Подъехало начальство — Хохолков и Ибрагимов, они жили отдельно, где-то в предгорье ближе к Медео, подтянулись остальные, и мы отправились. В Астане, после того как на летном поле девушки в национальных костюмах (местные жительницы — астановки?) обсыпали нас конфетти, мы поднялись на гору с мемориалом жертвам репрессий. Дул лютый пронзительный ветер. В Алма-Ате было двадцать пять, тут — ноль. Все тряслись на ледяном холоде в своих пиджачках, только запасливый патриот Гурляев оказался в теплом пальто и зимней кепке на ватине. Внезапно я резко осознал, что значило быть зэком в этих местах, если в начале октября здесь так. Какая же безжалостная ухмылка в названии одного из здешних лагерей — Алжир (Акмолинский лагерь женщины и ребенка).
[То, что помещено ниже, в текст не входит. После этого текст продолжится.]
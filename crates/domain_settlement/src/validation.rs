//! Settlement validation
//!
//! The first of the two phases: a [`SettlementDraft`] becomes a typed,
//! consistent [`Settlement`] or is rejected as malformed input.
//!
//! # Rules
//!
//! ## Rejected
//! - Missing gross amount, case expenses, attorney fee, fee amount, or medical payment
//! - A line item without an amount
//! - Any amount above [`MAX_AMOUNT`] or percentage above [`MAX_PERCENTAGE_POINTS`]
//!   in magnitude, in every mode
//! - A pro-rata item whose share of the pool exceeds [`MAX_AMOUNT`]
//!
//! ## Filled in
//! - Missing reduction method or value: the category default
//! - Missing pool membership: included
//! - Missing lien type: health
//! - Missing currency: USD
//!
//! ## Warned (rejected only in [`ValidationMode::Strict`])
//! - Percentage reduction value outside 0-100
//! - Attorney fee percentage outside 0-100
//! - Negative amounts
//! - Blank creditor name

use rust_decimal::Decimal;
use rust_decimal_macros::dec;
use serde::Serialize;
use std::fmt;
use tracing::{debug, warn};

use core_kernel::{Currency, LineItemId, Money, SettlementId};
use crate::draft::{AttorneyFeeBasis, AttorneyFeeDraft, LineItemDraft, SettlementDraft};
use crate::error::SettlementError;
use crate::reduction::ReductionPool;
use crate::settlement::{
    AttorneyFee, CategoryDefaults, CreditorCategory, Lien, LineItem, ReductionMethod, Settlement,
};

/// Largest accepted amount magnitude
///
/// Keeps every intermediate of the calculation inside the decimal range.
pub const MAX_AMOUNT: Decimal = dec!(1000000000000000);

/// Largest accepted percentage magnitude, for fees and reductions alike
pub const MAX_PERCENTAGE_POINTS: Decimal = dec!(1000000);

/// How out-of-range values are treated
#[derive(Debug, Clone, Copy, PartialEq, Eq, Default, Serialize)]
#[serde(rename_all = "lowercase")]
pub enum ValidationMode {
    /// Accept and report as warnings; the arithmetic runs on them unchanged
    #[default]
    Permissive,
    /// Reject the settlement on the first warning
    Strict,
}

/// A value that is structurally valid but outside its expected range
#[derive(Debug, Clone, PartialEq, Eq, Serialize)]
#[serde(tag = "kind", rename_all = "snake_case")]
pub enum ValidationWarning {
    ReductionValueOutOfRange { field: String, value: Decimal },
    AttorneyPercentageOutOfRange { field: String, value: Decimal },
    NegativeAmount { field: String, value: Decimal },
    BlankCreditor { field: String },
}

impl ValidationWarning {
    /// Path of the offending field
    pub fn field(&self) -> &str {
        match self {
            ValidationWarning::ReductionValueOutOfRange { field, .. }
            | ValidationWarning::AttorneyPercentageOutOfRange { field, .. }
            | ValidationWarning::NegativeAmount { field, .. }
            | ValidationWarning::BlankCreditor { field } => field,
        }
    }
}

impl fmt::Display for ValidationWarning {
    fn fmt(&self, f: &mut fmt::Formatter<'_>) -> fmt::Result {
        match self {
            ValidationWarning::ReductionValueOutOfRange { field, value } => {
                write!(f, "{field}: reduction percentage {value} is outside 0-100")
            }
            ValidationWarning::AttorneyPercentageOutOfRange { field, value } => {
                write!(f, "{field}: attorney fee percentage {value} is outside 0-100")
            }
            ValidationWarning::NegativeAmount { field, value } => {
                write!(f, "{field}: amount {value} is negative")
            }
            ValidationWarning::BlankCreditor { field } => {
                write!(f, "{field}: creditor name is blank")
            }
        }
    }
}

/// A settlement that passed validation, with any range warnings
#[derive(Debug, Clone)]
pub struct ValidatedSettlement {
    pub settlement: Settlement,
    pub warnings: Vec<ValidationWarning>,
}

/// Validates a draft into a [`Settlement`]
///
/// # Errors
///
/// Returns a malformed-input [`SettlementError`] if a required field is
/// missing, or, in strict mode, if any value is out of range.
pub fn validate(
    draft: SettlementDraft,
    mode: ValidationMode,
) -> Result<ValidatedSettlement, SettlementError> {
    let mut validator = Validator {
        currency: draft.currency.unwrap_or_default(),
        warnings: Vec::new(),
    };

    let gross = validator.amount(draft.total_settlement_amount, "total_settlement_amount")?;
    let case_expenses = validator.amount(draft.case_expenses, "case_expenses")?;
    let medical_payment = validator.amount(draft.medical_payment, "medical_payment")?;
    let attorney_fee = validator.attorney_fee(draft.attorney_fee)?;

    let defaults = draft.category_defaults;
    let medical_providers = validator.line_items(
        draft.medical_providers,
        CreditorCategory::Medical,
        &defaults,
    )?;
    let pre_settlement_loans = validator.line_items(
        draft.pre_settlement_loans,
        CreditorCategory::Loans,
        &defaults,
    )?;

    let mut liens = Vec::with_capacity(draft.liens.len());
    for (index, lien) in draft.liens.into_iter().enumerate() {
        let item = validator.line_item(lien.item, CreditorCategory::Liens, index, &defaults)?;
        liens.push(Lien {
            item,
            lien_type: lien.lien_type.unwrap_or_default(),
        });
    }

    let Validator { currency, warnings } = validator;

    if mode == ValidationMode::Strict {
        if let Some(first) = warnings.first() {
            return Err(SettlementError::OutOfRange(first.to_string()));
        }
    }
    for warning in &warnings {
        warn!(field = %warning.field(), "{}", warning);
    }

    let settlement = Settlement::from_parts(
        draft.id.unwrap_or_else(SettlementId::new_v7),
        currency,
        gross,
        case_expenses,
        attorney_fee,
        medical_payment,
        medical_providers,
        pre_settlement_loans,
        liens,
        defaults,
    );
    check_prorata_shares(&settlement)?;

    debug!(
        settlement_id = %settlement.id(),
        line_items = settlement.line_item_count(),
        warnings = warnings.len(),
        "Settlement validated"
    );

    Ok(ValidatedSettlement { settlement, warnings })
}

struct Validator {
    currency: Currency,
    warnings: Vec<ValidationWarning>,
}

impl Validator {
    fn amount(&mut self, value: Option<Decimal>, field: &str) -> Result<Money, SettlementError> {
        let value = value.ok_or_else(|| SettlementError::MissingField(field.to_string()))?;
        if value.abs() > MAX_AMOUNT {
            return Err(SettlementError::OutOfRange(format!(
                "{field}: amount {value} exceeds the maximum of {MAX_AMOUNT}"
            )));
        }
        if value.is_sign_negative() && !value.is_zero() {
            self.warnings.push(ValidationWarning::NegativeAmount {
                field: field.to_string(),
                value,
            });
        }
        Ok(Money::new(value, self.currency))
    }

    fn attorney_fee(&mut self, draft: Option<AttorneyFeeDraft>) -> Result<AttorneyFee, SettlementError> {
        let draft = draft.ok_or_else(|| SettlementError::MissingField("attorney_fee".to_string()))?;
        match draft.basis {
            AttorneyFeeBasis::Specific => {
                let fee = self.amount(draft.amount, "attorney_fee.amount")?;
                Ok(AttorneyFee::Specific(fee))
            }
            AttorneyFeeBasis::Percentage => {
                let points = draft
                    .amount
                    .ok_or_else(|| SettlementError::MissingField("attorney_fee.amount".to_string()))?;
                check_points(points, "attorney_fee.amount")?;
                if !is_percentage(points) {
                    self.warnings.push(ValidationWarning::AttorneyPercentageOutOfRange {
                        field: "attorney_fee.amount".to_string(),
                        value: points,
                    });
                }
                Ok(AttorneyFee::Percentage(points))
            }
        }
    }

    fn line_items(
        &mut self,
        drafts: Vec<LineItemDraft>,
        category: CreditorCategory,
        defaults: &CategoryDefaults,
    ) -> Result<Vec<LineItem>, SettlementError> {
        drafts
            .into_iter()
            .enumerate()
            .map(|(index, draft)| self.line_item(draft, category, index, defaults))
            .collect()
    }

    fn line_item(
        &mut self,
        draft: LineItemDraft,
        category: CreditorCategory,
        index: usize,
        defaults: &CategoryDefaults,
    ) -> Result<LineItem, SettlementError> {
        let path = format!("{}[{}]", category.field_name(), index);
        let amount = self.amount(draft.amount, &format!("{path}.amount"))?;

        if draft.creditor.trim().is_empty() {
            self.warnings.push(ValidationWarning::BlankCreditor {
                field: format!("{path}.creditor"),
            });
        }

        let fallback = defaults.for_category(category);
        let reduction_method = draft.reduction_method.unwrap_or(fallback.method);
        let reduction_value = draft.reduction_value.unwrap_or(fallback.value);
        check_points(reduction_value, &format!("{path}.reduction_value"))?;

        if reduction_method == ReductionMethod::Percentage && !is_percentage(reduction_value) {
            self.warnings.push(ValidationWarning::ReductionValueOutOfRange {
                field: format!("{path}.reduction_value"),
                value: reduction_value,
            });
        }

        Ok(LineItem {
            id: draft.id.unwrap_or_else(LineItemId::new_v7),
            creditor: draft.creditor,
            email: draft.email,
            amount,
            reduction_method,
            reduction_value,
            include_in_prorata_pool: draft.include_in_prorata_pool.unwrap_or(true),
        })
    }
}

fn check_points(points: Decimal, field: &str) -> Result<(), SettlementError> {
    if points.abs() > MAX_PERCENTAGE_POINTS {
        return Err(SettlementError::OutOfRange(format!(
            "{field}: percentage {points} exceeds the maximum of {MAX_PERCENTAGE_POINTS}"
        )));
    }
    Ok(())
}

/// Rejects pro-rata items whose pool share cannot be apportioned
///
/// A share grows without bound as total damages approaches zero, e.g. when
/// negative items cancel the positive ones.
fn check_prorata_shares(settlement: &Settlement) -> Result<(), SettlementError> {
    let pool = ReductionPool::from_settlement(settlement);
    let categories = [
        (CreditorCategory::Medical, settlement.medical_providers().iter().collect::<Vec<_>>()),
        (CreditorCategory::Loans, settlement.pre_settlement_loans().iter().collect()),
        (CreditorCategory::Liens, settlement.liens().iter().map(|lien| &lien.item).collect()),
    ];

    for (category, items) in categories {
        for (index, item) in items.into_iter().enumerate() {
            if item.reduction_method != ReductionMethod::ProRata {
                continue;
            }
            let within_range = match pool.checked_share_of(&item.amount) {
                Ok(Some(share)) => share.amount().abs() <= MAX_AMOUNT,
                Ok(None) => true,
                Err(_) => false,
            };
            if !within_range {
                return Err(SettlementError::OutOfRange(format!(
                    "{}[{}].amount: pro-rata share of the pool exceeds the maximum of {MAX_AMOUNT}",
                    category.field_name(),
                    index
                )));
            }
        }
    }
    Ok(())
}
//! Port error types shared by repository adapters
//!
//! Domain crates declare their repository traits on top of [`DomainPort`];
//! adapters report failures as a [`PortError`].

use std::fmt;
use thiserror::Error;

/// Failure reported by a port adapter
#[derive(Debug, Error)]
pub enum PortError {
    #[error("Not found: {entity_type} with id {id}")]
    NotFound { entity_type: String, id: String },

    /// An entity with the same identity already exists
    #[error("Conflict: {message}")]
    Conflict { message: String },
}

impl PortError {
    pub fn not_found(entity_type: impl Into<String>, id: impl fmt::Display) -> Self {
        PortError::NotFound {
            entity_type: entity_type.into(),
            id: id.to_string(),
        }
    }

    pub fn conflict(message: impl Into<String>) -> Self {
        PortError::Conflict {
            message: message.into(),
        }
    }
}

/// Marker trait for ports; adapters must be shareable across async handlers
pub trait DomainPort: Send + Sync + 'static {}
//! Settlement handlers

use axum::{
    extract::{Path, State},
    http::StatusCode,
    Json,
};

use core_kernel::SettlementId;
use domain_settlement::SettlementDraft;

use crate::dto::settlements::*;
use crate::{error::ApiError, AppState};

/// Calculates a breakdown without storing anything
pub async fn calculate(
    State(state): State<AppState>,
    Json(request): Json<SettlementRequest>,
) -> Result<Json<CalculationResponse>, ApiError> {
    let draft = SettlementDraft::try_from(request)?;
    let assessment = state.service.preview(draft)?;
    Ok(Json(CalculationResponse::from(&assessment)))
}

/// Creates a settlement and stores its breakdown
pub async fn create_settlement(
    State(state): State<AppState>,
    Json(request): Json<SettlementRequest>,
) -> Result<(StatusCode, Json<SettlementResponse>), ApiError> {
    let draft = SettlementDraft::try_from(request)?;
    let record = state.service.create(draft).await?;
    Ok((StatusCode::CREATED, Json(SettlementResponse::from(&record))))
}

/// Lists stored settlements, oldest first
pub async fn list_settlements(
    State(state): State<AppState>,
) -> Result<Json<Vec<SettlementResponse>>, ApiError> {
    let records = state.service.list().await?;
    Ok(Json(records.iter().map(SettlementResponse::from).collect()))
}

/// Gets a settlement by ID
pub async fn get_settlement(
    State(state): State<AppState>,
    Path(id): Path<String>,
) -> Result<Json<SettlementResponse>, ApiError> {
    let record = state.service.get(parse_id(&id)?).await?;
    Ok(Json(SettlementResponse::from(&record)))
}

/// Replaces a settlement's inputs and recalculates its breakdown
pub async fn update_settlement(
    State(state): State<AppState>,
    Path(id): Path<String>,
    Json(request): Json<SettlementRequest>,
) -> Result<Json<SettlementResponse>, ApiError> {
    let id = parse_id(&id)?;
    let draft = SettlementDraft::try_from(request)?;
    let record = state.service.update(id, draft).await?;
    Ok(Json(SettlementResponse::from(&record)))
}

/// Deletes a settlement, returning what was removed
pub async fn delete_settlement(
    State(state): State<AppState>,
    Path(id): Path<String>,
) -> Result<Json<SettlementResponse>, ApiError> {
    let record = state.service.delete(parse_id(&id)?).await?;
    Ok(Json(SettlementResponse::from(&record)))
}

/// Accepts both `STL-<uuid>` and a bare UUID
fn parse_id(raw: &str) -> Result<SettlementId, ApiError> {
    raw.parse()
        .map_err(|_| ApiError::BadRequest(format!("invalid settlement id '{raw}'")))
}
Мы ездили по Акмолинску-Целинограду-Акмоле-Астане, столице лагерного и целинного края, превращенной в столицу страны, бродили по берегам Ишима и канала Сарабулак, глазели на «Шератоны» и «Интерконтинентали», казавшиеся в голой степи выше, чем они есть, на белые и голубые небоскребы, вознесшиеся над бело-голубыми бараками зэков и целинников, и Годфри Реджио, автор головокружительных фильмов «Кояннискатси» и «Анима мунди», только крутил головой и все спрашивал меня: «What is this? I can't believe it. Could you explain something to me?» Ага, Годфри, I think I can do it.
Перенос столицы в плоскую степь такую бесконечную, что ближайшие горы
Уральские, пытались объяснить рациональными причинами: например, желанием затвердить свое присутствие в Северном Казахстане, на который будто бы зарится Россия. Если она и зарится, что незаметно, то странно: что это за лакомый кусок пустой земли с перепадами температур от плюс до минус сорока. Еще обсуждалось стремление президента уйти от влияния чужого ему клана — того жуза, который традиционно заправляет на юге
Казахстана. Все эти построения хороши, пока умозрительны, пока ты не видишь одно из милейших во всей бывшей империи мест — Алма-Ату, где по улицам идешь, как по аллеям парка, уютно размещенного в котловине среди высоких гор. Нет другого большого города, где бы городской облик определяли не дома, а деревья.
Потом садишься в самолет и через два часа оказываешься нигде, там ощущаешь себя никак, там не должен жить никто.